There was no way that stuff was getting all over my sewing studio so the kitchen was set up as a workshop. Finally, after a trip back to the craft store for additional materials, Elmo materialized. He travelled to Florida in his own suitcase and made a grand entrance singing “Accidents Happen” from the Elmo potty DVD. Grandpa got talked into wearing this getup in 90 degree heat!  He did have one couture detail: spiral steel boning was used to keep his mouth from collapsing. It was the only thing that flexed in two directions yet held the shape.

On to creating custom trim for my French jacket. Many of the trims available are simply too stiff and inflexible for this type of jacket trim. Many of the Chanel jackets I’ve seen have trims made from the fabric fibers and coordinate with the jacket.

I decided to try fringing bias strips. One layer looked too skimpy and two layers sewn together resulted in trim that I thought too stiff.
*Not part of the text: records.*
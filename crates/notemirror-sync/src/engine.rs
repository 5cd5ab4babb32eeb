//! Reconciliation engine
//!
//! The [`Reconciler`] converges a remote folder onto the synchronizable files
//! of a local directory.
//!
//! ## Sync Flow
//!
//! 1. **Lock**: acquire the [`SyncLock`]; a held lock yields `Busy` at once
//! 2. **Authorize**: credentials from the provider, then an authorized store
//! 3. **Enumerate**: local listing and remote listing, concurrently
//! 4. **Plan**: [`SyncPlan::compute`]
//! 5. **Upsert**: every local file, with bounded concurrency
//! 6. **Delete**: remote objects with no local counterpart, sequentially
//!
//! Any stage failure ends the pass with a [`SyncFailure`] naming the stage.
//! Work already applied is kept; the next pass re-attempts the rest.

use std::path::PathBuf;
use std::sync::atomic::{AtomicBool, Ordering};
use std::sync::Arc;
use std::time::Instant;

use futures_util::stream::{self, StreamExt};
use tokio::sync::watch;
use tracing::{debug, error, info, info_span, instrument, Instrument};

use notemirror_core::domain::errors::{EnumerationError, UpsertError};
use notemirror_core::domain::newtypes::{Extension, FolderId, RemoteId, SyncRunId};
use notemirror_core::domain::outcome::{SyncFailure, SyncOutcome, SyncReport, SyncStatus};
use notemirror_core::domain::sync_plan::SyncPlan;
use notemirror_core::ports::authorizer::IAuthorizer;
use notemirror_core::ports::credential_provider::ICredentialProvider;
use notemirror_core::ports::local_enumerator::ILocalEnumerator;
use notemirror_core::ports::remote_store::IRemoteStore;

/// Default number of upserts in flight
pub const DEFAULT_UPSERT_CONCURRENCY: usize = 4;

// ============================================================================
// SyncLock
// ============================================================================

/// Mutual-exclusion flag for sync passes
///
/// Acquisition never waits. The returned [`SyncGuard`] releases the flag on
/// drop, so every exit path of a pass (including panics) frees it. The lock
/// also publishes [`SyncStatus`] on a watch channel.
#[derive(Debug)]
pub struct SyncLock {
    held: AtomicBool,
    status: watch::Sender<SyncStatus>,
}

impl SyncLock {
    pub fn new() -> Self {
        let (status, _) = watch::channel(SyncStatus::Idle);
        Self {
            held: AtomicBool::new(false),
            status,
        }
    }

    /// Takes the lock, or returns `None` if a pass already holds it
    pub fn try_acquire(&self) -> Option<SyncGuard<'_>> {
        self.held
            .compare_exchange(false, true, Ordering::AcqRel, Ordering::Acquire)
            .ok()?;
        self.status.send_replace(SyncStatus::Busy);
        Some(SyncGuard { lock: self })
    }

    pub fn is_held(&self) -> bool {
        self.held.load(Ordering::Acquire)
    }

    pub fn status(&self) -> SyncStatus {
        *self.status.borrow()
    }

    pub fn subscribe(&self) -> watch::Receiver<SyncStatus> {
        self.status.subscribe()
    }
}

impl Default for SyncLock {
    fn default() -> Self {
        Self::new()
    }
}

/// RAII guard for a held [`SyncLock`]
#[derive(Debug)]
pub struct SyncGuard<'a> {
    lock: &'a SyncLock,
}

impl Drop for SyncGuard<'_> {
    fn drop(&mut self) {
        // Publish Idle before clearing the flag so a new holder's Busy is never overwritten
        self.lock.status.send_replace(SyncStatus::Idle);
        self.lock.held.store(false, Ordering::Release);
    }
}

// ============================================================================
// Reconciler
// ============================================================================

/// What a pass mirrors and how hard it pushes
#[derive(Debug, Clone)]
pub struct ReconcilerSettings {
    /// Local directory whose files are mirrored
    pub directory: PathBuf,
    /// Extension selecting the files to mirror
    pub extension: Extension,
    /// Maximum upserts in flight; 1 makes upserts sequential in name order
    pub upsert_concurrency: usize,
}

impl ReconcilerSettings {
    pub fn new(directory: impl Into<PathBuf>, extension: Extension) -> Self {
        Self {
            directory: directory.into(),
            extension,
            upsert_concurrency: DEFAULT_UPSERT_CONCURRENCY,
        }
    }

    pub fn with_upsert_concurrency(mut self, n: usize) -> Self {
        self.upsert_concurrency = n.max(1);
        self
    }
}

/// Whether an upsert created a new object or overwrote an existing one
#[derive(Debug, Clone, Copy, PartialEq, Eq)]
enum UpsertKind {
    Created,
    Updated,
}

/// One-way synchronizer from a local directory to a remote folder
pub struct Reconciler {
    /// Source of the credentials for each pass
    credentials: Arc<dyn ICredentialProvider>,
    /// Turns credentials into an authorized store
    authorizer: Arc<dyn IAuthorizer>,
    /// Local directory access
    local: Arc<dyn ILocalEnumerator>,
    settings: ReconcilerSettings,
    lock: SyncLock,
}

impl Reconciler {
    /// Creates a new `Reconciler` with the given dependencies
    ///
    /// # Arguments
    /// * `credentials` - Credential provider (ICredentialProvider)
    /// * `authorizer` - Token exchange and store construction (IAuthorizer)
    /// * `local` - Local directory operations (ILocalEnumerator)
    /// * `settings` - Directory, extension filter and upsert concurrency
    pub fn new(
        credentials: Arc<dyn ICredentialProvider>,
        authorizer: Arc<dyn IAuthorizer>,
        local: Arc<dyn ILocalEnumerator>,
        settings: ReconcilerSettings,
    ) -> Self {
        Self {
            credentials,
            authorizer,
            local,
            settings,
            lock: SyncLock::new(),
        }
    }

    pub fn settings(&self) -> &ReconcilerSettings {
        &self.settings
    }

    /// Current busy/idle state
    pub fn status(&self) -> SyncStatus {
        self.lock.status()
    }

    /// Receiver that observes every busy/idle transition
    pub fn subscribe(&self) -> watch::Receiver<SyncStatus> {
        self.lock.subscribe()
    }

    /// Runs one reconciliation pass
    ///
    /// Returns [`SyncOutcome::Busy`] without doing any work if another pass
    /// is in progress on this instance.
    pub async fn sync(&self) -> SyncOutcome {
        let Some(_guard) = self.lock.try_acquire() else {
            info!("Sync requested while another sync is running");
            return SyncOutcome::Busy;
        };

        let run_id = SyncRunId::new();
        self.run().instrument(info_span!("sync", %run_id)).await
    }

    async fn run(&self) -> SyncOutcome {
        let start = Instant::now();
        info!(
            directory = %self.settings.directory.display(),
            extension = %self.settings.extension,
            "Starting sync"
        );

        match self.reconcile().await {
            Ok(mut report) => {
                report.duration_ms = start.elapsed().as_millis() as u64;
                info!(
                    created = report.created,
                    updated = report.updated,
                    deleted = report.deleted,
                    duration_ms = report.duration_ms,
                    "Sync completed"
                );
                SyncOutcome::Success(report)
            }
            Err(failure) => {
                error!(
                    stage = %failure.stage(),
                    error = %failure,
                    duration_ms = start.elapsed().as_millis() as u64,
                    "Sync failed"
                );
                SyncOutcome::Failed(failure)
            }
        }
    }

    async fn reconcile(&self) -> Result<SyncReport, SyncFailure> {
        // Authorize
        let credentials = self
            .credentials
            .credentials()
            .await
            .map_err(SyncFailure::Auth)?;
        let store = self
            .authorizer
            .authorize(&credentials)
            .await
            .map_err(SyncFailure::Auth)?;
        let folder = &credentials.target_folder;

        // Enumerate both sides
        let (local, remote) = tokio::try_join!(
            async {
                self.local
                    .list(&self.settings.directory, &self.settings.extension)
                    .await
                    .map_err(EnumerationError::from)
            },
            async { store.list(folder).await.map_err(EnumerationError::from) },
        )
        .map_err(SyncFailure::Enumeration)?;

        let plan = SyncPlan::compute(&local, &remote);
        info!(
            local = local.len(),
            remote = remote.len(),
            to_upsert = plan.to_upsert.len(),
            to_delete = plan.to_delete.len(),
            "Computed sync plan"
        );

        let mut report = SyncReport::default();
        self.apply_upserts(store.as_ref(), folder, &plan.to_upsert, &mut report)
            .await?;
        self.apply_deletes(store.as_ref(), &plan.to_delete, &mut report)
            .await?;

        Ok(report)
    }

    /// Upserts `names` with bounded concurrency, stopping at the first failure
    async fn apply_upserts(
        &self,
        store: &dyn IRemoteStore,
        folder: &FolderId,
        names: &[String],
        report: &mut SyncReport,
    ) -> Result<(), SyncFailure> {
        let upserts: Vec<_> = names
            .iter()
            .map(|name| async move { (name, self.upsert(store, folder, name).await) })
            .collect();
        let mut results = stream::iter(upserts)
            .buffer_unordered(self.settings.upsert_concurrency.max(1));

        while let Some((name, result)) = results.next().await {
            match result {
                Ok(UpsertKind::Created) => report.created += 1,
                Ok(UpsertKind::Updated) => report.updated += 1,
                // Dropping the stream cancels in-flight upserts and starts no new ones
                Err(source) => {
                    return Err(SyncFailure::Upsert {
                        name: name.clone(),
                        source,
                    })
                }
            }
        }

        Ok(())
    }

    /// Creates or overwrites the remote object for one local file
    #[instrument(level = "debug", skip(self, store, folder))]
    async fn upsert(
        &self,
        store: &dyn IRemoteStore,
        folder: &FolderId,
        name: &str,
    ) -> Result<UpsertKind, UpsertError> {
        let existing = store
            .find_by_name(folder, name)
            .await
            .map_err(UpsertError::Lookup)?;

        let data = self
            .local
            .read_file(&self.settings.directory, name)
            .await
            .map_err(UpsertError::Read)?;

        match existing {
            None => {
                let id = store
                    .create(folder, name, &data)
                    .await
                    .map_err(UpsertError::Write)?;
                debug!(id = %id, bytes = data.len(), "Created remote object");
                Ok(UpsertKind::Created)
            }
            Some(id) => {
                store
                    .update(&id, name, &data, Some(folder))
                    .await
                    .map_err(UpsertError::Write)?;
                debug!(id = %id, bytes = data.len(), "Updated remote object");
                Ok(UpsertKind::Updated)
            }
        }
    }

    /// Deletes `targets` in order, stopping at the first failure
    async fn apply_deletes(
        &self,
        store: &dyn IRemoteStore,
        targets: &[(String, RemoteId)],
        report: &mut SyncReport,
    ) -> Result<(), SyncFailure> {
        for (name, id) in targets {
            store
                .delete(id)
                .await
                .map_err(|source| SyncFailure::Delete {
                    name: name.clone(),
                    source,
                })?;
            debug!(name = %name, id = %id, "Deleted remote object");
            report.deleted += 1;
        }
        Ok(())
    }
}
The solution was to gather bias strips, compressing the fibers into a fuller fringe. This also produced a flexible and lightweight trim. I started with one inch wide bias strips cut from the jacket fabric. Leave the ends at at 45 degree angle; this makes butting them end to end invisible.

Adjust the fullness. You could measure but I just pulled up the threads until the gathering looked even. Then steam pressed the bias strip flat.

I fell stitched a narrow braid down the center. The bias strips were just butted end to end. Hand stitching controlled the fullness; don’t try this by machine. The feed dogs will push the fabric into all sorts of unwanted directions. Machine stitching is done after both sides of the braid are fell stitched.

Using a zipper foot, stitch along both edges of the braid using about a 2mm stitch. This locks the fabric threads in place.

Looked good but I felt it still needed something. Narrow silver snake chain was coutch stitched along both edges of the braid. Light grey thread makes the stitches almost invisible.

The edges looked a little scraggly so they were cleaned up. I used a transparent ruler and rotary cutter to keep a consistent width. Fluff them up after attaching so the edges don’t look quite so neat.

Attach to the jacket with a pick stitch using doubled waxed thread. Pick up just a thread or two on the right side and don’t stitch so deep you catch the lining. The stitches can be half an inch or so apart and will keep the trim in place just fine. Do this along both edges of the braid.

Fit the outer edges of curves first and ease the inside curves.

The sleeve trim was steam shaped before applying.

Sleeve and edge trim finished.



Looks good but I think I still need pockets; haven’t decided whether to use two or four. I usually do the trim one step at a time before deciding if the jacket needs more. One more tip. If you opt to use hooks and eyes to close the jacket, it stays closed better if you alternate them on each side rather than putting all the hooks on one side and all eyes on the other.

I’m exploring other ways to do custom trims and have several other ideas in the works.